March 6, 2012

A Clique of Scientists Should Not Have the Power to Make Laws or Run the Economy

In Climate Wars, Advocacy by Some Researchers Brings Risks

March 5, 2012

Juliet Eilperin, Washington Post - Everybody talks about the weather, Mark Twain famously wrote, but nobody does anything about it.

Many climate researchers are no longer following Twain’s adage, noted Michael McPhaden, president of the American Geophysical Union.

“Scientists today, they don’t just want to talk about it. They want to do something about it,” he said in an interview. “We’re the trustees of information which, in many ways, is of critical benefit to society.”

Some researchers are taking on a greater public-advocacy role to confront what many of them consider an existential crisis. But this strategy carries inherent risks, since scientists’ influence stems from the public perception that their credibility is beyond reproach.

That’s why many in the scientific community recoiled when Peter Gleick, a respected hydrologist, admitted he had tricked the Heartland Institute, a free-market think tank that questions whether human activity contributes to global warming.

“Integrity is the source of every power and influence we have as scientists,” said Peter Frumhoff, director of science and policy at the Union of Concerned Scientists. “We don’t have the power to make laws, or run the economy.”

Georgia Institute of Technology atmospheric scientist Judith Curry says human activity is contributing to climate change but it remains uncertain whether it is or will be “the dominant factor.” She said she respected Gleick’s scientific work but worried about where his activism had taken him.

“Colleagues trying to make criminals out of themselves, and each other, is just an insane situation,” she said.

The stakes involved in this fight were on full display Friday, when the Virginia Supreme Court rejected Attorney General Ken Cuccinelli II’s two-year effort to force the University of Virginia to turn over e-mails, drafts and handwritten notes prominent that climate scientist Michael E. Mann had written while serving on the faculty there. Mann, now a professor at Pennsylvania State University, accused Cuccinelli of engaging in a campaign of “character assassination’’against him.

There is no question that climate scientists have mobilized in recent years to talk more publicly about greenhouse-gas emissions from activities such as driving and coal-fired power plants. For years there were only a handful of researchers on both sides of the debate: the late Stanford University professor Stephen Schneider and James E. Hansen, who directs NASA’s Goddard Institute for Space Studies, spoke about the risks associated with climate change while Richard Lindzen, professor of meteorology at the Massachusetts Institute of Technology, and Roy Spencer, principal research scientist at the University of Alabama in Huntsville, questioned the extent to which humans contributed to the problem.

Now dozens of climate scientists have taken on a more public-advocacy role, contending that mounting evidence suggests the world needs to curb greenhouse-gas emissions from the industrial and transport sectors or risk disastrous consequences.

No single event politicized climate researchers more than the posting of more than 1,000 pirated e-mails from the University of East Anglia’s Climatic Research Unit in 2009. The incident, which became known as Climate-gate, portrayed several prominent researchers as clubby and dismissive of their colleagues.
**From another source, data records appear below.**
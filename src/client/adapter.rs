//! Document ↔ surface binding with echo suppression.
//!
//! Two flags break the feedback loops between the replicated document, the
//! editing surface and the relay:
//!
//! - `suppress_local` is held while the adapter writes into the surface;
//!   change events the surface raises in that window are discarded.
//! - `suppress_network` is held while an inbound relay payload is merged
//!   into the document; the resulting change is never sent back.
//!
//! Both flags are scoped: [`Suppression`] restores the previous value on
//! drop, so an early return cannot leave a flag stuck.

use crate::client::document::ChangeOrigin;
use crate::client::surface::EditorSurface;
use crate::shared::crdt::{utf16_len, DeltaOp, EditOp};
use std::cell::Cell;
use std::rc::Rc;

/// Shared echo-suppression state for one session
#[derive(Debug, Default)]
pub struct EchoGuard {
    suppress_local: Cell<bool>,
    suppress_network: Cell<bool>,
}

/// Scope during which one suppression flag is held
#[must_use = "the flag is released when the guard is dropped"]
pub struct Suppression<'a> {
    flag: &'a Cell<bool>,
    previous: bool,
}

impl Drop for Suppression<'_> {
    fn drop(&mut self) {
        self.flag.set(self.previous);
    }
}

impl EchoGuard {
    pub fn new() -> Self {
        Self::default()
    }

    /// Ignore surface change events until the returned scope ends
    pub fn suppress_local(&self) -> Suppression<'_> {
        Self::hold(&self.suppress_local)
    }

    /// Withhold broadcasts until the returned scope ends
    pub fn suppress_network(&self) -> Suppression<'_> {
        Self::hold(&self.suppress_network)
    }

    pub fn local_suppressed(&self) -> bool {
        self.suppress_local.get()
    }

    pub fn network_suppressed(&self) -> bool {
        self.suppress_network.get()
    }

    /// Whether a change with this origin is mirrored into the surface
    pub fn should_write_surface(&self, origin: ChangeOrigin) -> bool {
        origin != ChangeOrigin::Local
    }

    /// Whether a change with this origin is sent to the relay
    pub fn should_broadcast(&self, origin: ChangeOrigin) -> bool {
        origin != ChangeOrigin::RemoteSync && !self.network_suppressed()
    }

    fn hold(flag: &Cell<bool>) -> Suppression<'_> {
        let previous = flag.replace(true);
        Suppression { flag, previous }
    }
}

/// Binds an [`EditorSurface`] to the session's document
pub struct SurfaceAdapter<S> {
    surface: S,
    guard: Rc<EchoGuard>,
}

impl<S: EditorSurface> SurfaceAdapter<S> {
    pub fn new(surface: S, guard: Rc<EchoGuard>) -> Self {
        Self { surface, guard }
    }

    pub fn surface(&self) -> &S {
        &self.surface
    }

    pub fn surface_mut(&mut self) -> &mut S {
        &mut self.surface
    }

    pub fn guard(&self) -> &Rc<EchoGuard> {
        &self.guard
    }

    /// Mirror a document delta into the surface without capturing it back
    pub fn write_delta(&mut self, delta: &[DeltaOp]) {
        let edits = delta_to_edits(delta);
        if edits.is_empty() {
            return;
        }
        let guard = Rc::clone(&self.guard);
        let _quiet = guard.suppress_local();
        self.surface.execute_edits(&edits);
        self.discard_pending();
    }

    /// Replace the surface text wholesale without capturing it back
    pub fn overwrite(&mut self, text: &str) {
        let guard = Rc::clone(&self.guard);
        let _quiet = guard.suppress_local();
        self.surface.set_value(text);
        self.discard_pending();
    }

    /// User edit batches to feed into the document
    ///
    /// Returns nothing while `suppress_local` is held.
    pub fn drain_local(&mut self) -> Vec<Vec<EditOp>> {
        if self.guard.local_suppressed() {
            self.discard_pending();
            return Vec::new();
        }
        self.surface.take_changes()
    }

    /// Whether the surface text equals `content`
    pub fn matches(&self, content: &str) -> bool {
        self.surface.value() == content
    }

    fn discard_pending(&mut self) {
        let dropped = self.surface.take_changes();
        if !dropped.is_empty() {
            tracing::trace!("[Sync] Dropped {} self-inflicted surface events", dropped.len());
        }
    }
}

/// Translate a running-cursor delta into sequential positional edits
pub fn delta_to_edits(delta: &[DeltaOp]) -> Vec<EditOp> {
    let mut index = 0;
    let mut edits = Vec::new();
    for op in delta {
        match op {
            DeltaOp::Retain { len } => index += len,
            DeltaOp::Insert { text } => {
                edits.push(EditOp::insert(index, text.clone()));
                index += utf16_len(text);
            }
            DeltaOp::Delete { len } => edits.push(EditOp::delete(index, *len)),
        }
    }
    edits
}
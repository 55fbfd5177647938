//! End-to-end tests against a running relay

mod relay_e2e;
//! XFCollab - Main Library
//!
//! XFCollab keeps a shared code buffer consistent between two people solving a
//! problem together. Each participant holds a replica of the buffer as a Yjs
//! compatible CRDT; edits travel through a small WebSocket relay that also
//! carries partner chat.
//!
//! # Overview
//!
//! This library provides:
//! - A replicated text document with origin-tagged change notifications
//! - Echo-free binding between the document and an editing surface
//! - A relay transport and the sync state machine around it
//! - Partner chat with optimistic sends confirmed by the relay's echo
//! - A reference relay server (feature `ssr`)
//!
//! # Module Structure
//!
//! - **`shared`** - Types shared between client and relay
//!   - Wire protocol, chat entries, edit operations
//!   - Languages and templates, configuration, errors
//!
//! - **`client`** - The pairing client
//!   - Document, surface adapter, transport, sync controller
//!   - Chat reconciler, external services, session loop
//!
//! - **`backend`** - Relay server (only compiled with `ssr` feature)
//!   - Axum WebSocket endpoint with JWT verification
//!   - Room membership, snapshot merging, update fan-out
//!
//! # Feature Flags
//!
//! - **`ssr`** - Builds the relay server (axum, jsonwebtoken)
//!
//! # Usage
//!
//! ## Client
//!
//! ```rust,no_run
//! use xfcollab::client::{CollabSession, SessionCommand, SessionConfig};
//! use tokio::sync::mpsc;
//!
//! # async fn example() -> Result<(), Box<dyn std::error::Error>> {
//! let config = SessionConfig::from_env()?;
//! let (events_tx, _events_rx) = mpsc::unbounded_channel();
//! let (commands_tx, commands_rx) = mpsc::unbounded_channel();
//! let (session, transport_events) = CollabSession::connect(&config, events_tx);
//! commands_tx.send(SessionCommand::Chat("@partner ready?".into()))?;
//! session.run(transport_events, commands_rx).await;
//! # Ok(())
//! # }
//! ```
//!
//! ## Relay
//!
//! ```rust,ignore
//! use xfcollab::backend::server::{config::RelayConfig, init::create_app};
//!
//! let app = create_app(RelayConfig::from_env()?);
//! axum::serve(listener, app).await?;
//! ```
//!
//! # Thread Safety
//!
//! - **Client**: one session per task; state is `Rc`/`Cell` based
//! - **Relay**: room state is shared across connections behind `Arc<RwLock<>>`
//!
//! # Error Handling
//!
//! - `Result<T, E>` with `thiserror` enums per layer
//! - Malformed relay payloads are logged and dropped, never fatal

/// Shared types and data structures
pub mod shared;

/// Pairing client
pub mod client;

/// Relay server
#[cfg(feature = "ssr")]
pub mod backend;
It convinced researchers such as Spencer that his opponents had “crossed a line” by lobbying the editors of scientific journals not to publish the work of climate skeptics.

Several lawmakers and advocacy groups, including the Heartland Institute, seized upon those e-mails as evidence that researchers had skewed their results to exaggerate the human contribution to climate change. While several independent inquiries cleared the researchers of any academic wrongdoing, the incident convinced many scientists that they need to make a more public case for why climate change is occuring.
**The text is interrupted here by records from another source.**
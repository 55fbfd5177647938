//! End-to-end tests against a relay listening on a real socket

use futures_util::{SinkExt, StreamExt};
use pretty_assertions::assert_eq;
use std::net::SocketAddr;
use std::time::Duration;
use tokio::net::{TcpListener, TcpStream};
use tokio::sync::mpsc::UnboundedReceiver;
use tokio::time::timeout;
use tokio_tungstenite::tungstenite::{self, Message};
use tokio_tungstenite::{connect_async, MaybeTlsStream, WebSocketStream};
use xfcollab::backend::auth::create_token;
use xfcollab::backend::server::{create_app, RelayConfig};
use xfcollab::client::transport::relay_endpoint;
use xfcollab::client::{
    CodeDocument, EditorSurface, SyncController, SyncStatus, TextBuffer, TransportEvent,
    WsTransport,
};
use xfcollab::shared::protocol::decode_payload;
use xfcollab::shared::{ClientMessage, EditOp, Language, ServerMessage};

const SECRET: &str = "e2e-secret";
const WAIT: Duration = Duration::from_secs(5);

type Socket = WebSocketStream<MaybeTlsStream<TcpStream>>;

async fn start_relay() -> SocketAddr {
    let listener = TcpListener::bind("127.0.0.1:0").await.unwrap();
    let addr = listener.local_addr().unwrap();
    let app = create_app(RelayConfig::new(SECRET).with_addr(addr));
    tokio::spawn(async move {
        axum::serve(listener, app).await.unwrap();
    });
    addr
}

fn token(user: &str) -> String {
    create_token(user, SECRET, Duration::from_secs(3600)).unwrap()
}

async fn connect(addr: SocketAddr, user: &str) -> Socket {
    let url = format!("ws://{}/ws?token={}", addr, token(user));
    let (socket, _) = connect_async(url).await.unwrap();
    socket
}

async fn send(socket: &mut Socket, message: ClientMessage) {
    let text = message.to_json().unwrap();
    socket.send(Message::Text(text.into())).await.unwrap();
}

async fn recv(socket: &mut Socket) -> ServerMessage {
    loop {
        let frame = timeout(WAIT, socket.next())
            .await
            .expect("relay answered in time")
            .expect("socket open")
            .unwrap();
        if let Message::Text(text) = frame {
            return ServerMessage::from_json(text.as_str()).unwrap();
        }
    }
}

async fn join(socket: &mut Socket, room_id: &str) -> Vec<u8> {
    send(
        socket,
        ClientMessage::JoinRoom {
            room_id: room_id.to_string(),
        },
    )
    .await;
    match recv(socket).await {
        ServerMessage::YjsSync { payload_b64 } => decode_payload(&payload_b64).unwrap(),
        other => panic!("expected YJS_SYNC, got {:?}", other),
    }
}

fn http_status(error: tungstenite::Error) -> u16 {
    match error {
        tungstenite::Error::Http(response) => response.status().as_u16(),
        other => panic!("expected an HTTP rejection, got {:?}", other),
    }
}

#[tokio::test]
async fn test_health() {
    let addr = start_relay().await;
    let body = reqwest::get(format!("http://{}/health", addr))
        .await
        .unwrap()
        .text()
        .await
        .unwrap();
    assert_eq!(body, "ok");
}

#[tokio::test]
async fn test_rejects_missing_or_bad_token() {
    let addr = start_relay().await;

    let missing = connect_async(format!("ws://{}/ws", addr)).await.unwrap_err();
    assert_eq!(http_status(missing), 401);

    let forged = create_token("mallory", "other-secret", Duration::from_secs(60)).unwrap();
    let bad = connect_async(format!("ws://{}/ws?token={}", addr, forged))
        .await
        .unwrap_err();
    assert_eq!(http_status(bad), 401);
}

#[tokio::test]
async fn test_room_protocol_round_trip() {
    let addr = start_relay().await;
    let mut alice = connect(addr, "alice").await;
    let mut bob = connect(addr, "bob").await;

    let initial = join(&mut alice, "room-1").await;
    let mut replica = CodeDocument::new();
    replica.apply_remote(&initial).unwrap();
    assert_eq!(replica.content(), "");
    join(&mut bob, "room-1").await;

    let mut source = CodeDocument::new();
    let change = source
        .capture_local_change(&[EditOp::insert(0, "def f(): pass")])
        .unwrap();
    send(&mut alice, ClientMessage::update(&change.update)).await;
    assert_eq!(recv(&mut bob).await, ServerMessage::update(&change.update));

    send(
        &mut alice,
        ClientMessage::PartnerChat {
            content: "check case 3".to_string(),
            client_id: "c1".to_string(),
        },
    )
    .await;
    for socket in [&mut alice, &mut bob] {
        match recv(socket).await {
            ServerMessage::PartnerChat {
                content,
                sender_id,
                client_id,
                ..
            } => {
                assert_eq!(content, "check case 3");
                assert_eq!(sender_id, "alice");
                assert_eq!(client_id.as_deref(), Some("c1"));
            }
            other => panic!("expected PARTNER_CHAT, got {:?}", other),
        }
    }

    send(
        &mut bob,
        ClientMessage::YjsUpdate {
            payload_b64: "not base64!".to_string(),
        },
    )
    .await;
    assert!(matches!(recv(&mut bob).await, ServerMessage::Error { .. }));

    // A late joiner is synced from the merged snapshot.
    let mut carol = connect(addr, "carol").await;
    send(&mut bob, ClientMessage::LeaveRoom).await;
    assert_eq!(
        recv(&mut alice).await,
        ServerMessage::Left {
            room_id: Some("room-1".to_string())
        }
    );
    let snapshot = join(&mut carol, "room-1").await;
    let mut late = CodeDocument::new();
    late.apply_remote(&snapshot).unwrap();
    assert_eq!(late.content(), "def f(): pass");

    carol.close(None).await.unwrap();
    assert_eq!(
        recv(&mut alice).await,
        ServerMessage::Left {
            room_id: Some("room-1".to_string())
        }
    );
}

#[tokio::test]
async fn test_full_room_and_update_before_join() {
    let addr = start_relay().await;
    let mut alice = connect(addr, "alice").await;
    let mut bob = connect(addr, "bob").await;
    let mut carol = connect(addr, "carol").await;

    send(&mut carol, ClientMessage::update(&CodeDocument::new().snapshot())).await;
    match recv(&mut carol).await {
        ServerMessage::Error { message } => assert_eq!(message, "Join a room first"),
        other => panic!("expected ERROR, got {:?}", other),
    }

    join(&mut alice, "room-2").await;
    join(&mut bob, "room-2").await;
    send(
        &mut carol,
        ClientMessage::JoinRoom {
            room_id: "room-2".to_string(),
        },
    )
    .await;
    match recv(&mut carol).await {
        ServerMessage::Error { message } => assert!(message.contains("full")),
        other => panic!("expected ERROR, got {:?}", other),
    }
}

type Client = SyncController<WsTransport, TextBuffer>;

async fn client(addr: SocketAddr, user: &str) -> (Client, UnboundedReceiver<TransportEvent>) {
    let url = relay_endpoint(&format!("ws://{}/ws", addr), &token(user)).unwrap();
    let (transport, events) = WsTransport::connect(url);
    let controller = SyncController::new(transport, TextBuffer::new(), "room-3", Language::Python);
    (controller, events)
}

async fn drive_until<F>(client: &mut Client, events: &mut UnboundedReceiver<TransportEvent>, done: F)
where
    F: Fn(&Client) -> bool,
{
    timeout(WAIT, async {
        while !done(&*client) {
            let event = events.recv().await.expect("transport still running");
            client.dispatch(event);
        }
    })
    .await
    .expect("condition reached in time");
}

#[tokio::test]
async fn test_two_clients_converge_over_relay() {
    let addr = start_relay().await;

    let (mut a, mut a_events) = client(addr, "alice").await;
    drive_until(&mut a, &mut a_events, |c| c.status() == &SyncStatus::Synced).await;
    assert_eq!(a.document().content(), Language::Python.template());
    // The seeded template travels on a's socket; let the relay merge it
    // before the second client asks for a snapshot.
    tokio::time::sleep(Duration::from_millis(200)).await;

    let (mut b, mut b_events) = client(addr, "bob").await;
    drive_until(&mut b, &mut b_events, |c| c.status() == &SyncStatus::Synced).await;
    assert_eq!(b.surface().value(), Language::Python.template());

    a.surface_mut().type_at(0, "# alice\n");
    a.pump_surface();
    let expected = a.document().content();
    drive_until(&mut b, &mut b_events, |c| c.document().content() == expected).await;
    assert_eq!(b.surface().value(), expected);

    b.quit();
    drive_until(&mut a, &mut a_events, |c| c.peer_left()).await;
    assert_eq!(a.status(), &SyncStatus::Synced);
}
Frumhoff, whose group endorses mandatory limits on greenhouse-gas emissions and enlists scientists to take part in the public debate, said “the willingness of people to be actively engaged has increased dramatically” since the leaked East Anglia e-mails.

AGU offers communications training for its members, along with an annual “Climate Day on the Hill” in which it dispatches them to speak with lawmakers about recent scientific findings, and a $25,000 climate communication prize. Several scientists have created a “Climate Science Rapid Response Team” to help lawmakers and members of the media reach researchers quickly, while others have raised more than $30,000 for a Climate Science Legal Defense Fund to aid researchers facing either lawsuits or Freedom of Information Act requests over their work.

Several academics who question the notion that human activities are driving dangerous warming said Gleick’s actions show that climate scientists cannot be trusted. William Harper, a Princeton University physics professor who is chairman of the George C. Marshall Institute, wrote in an e-mail that Gleick’s actions demonstrate how radicalized several of them have become.

“Some scientists feel that any hint that something may be rotten in the state of climate is a threat that must be countered by any means possible,” wrote Harper, suggesting that many scientists can fundraise by projecting dire climate impacts.

“If you are saving the planet, along with a good funding source, the ends apparently justify the means.”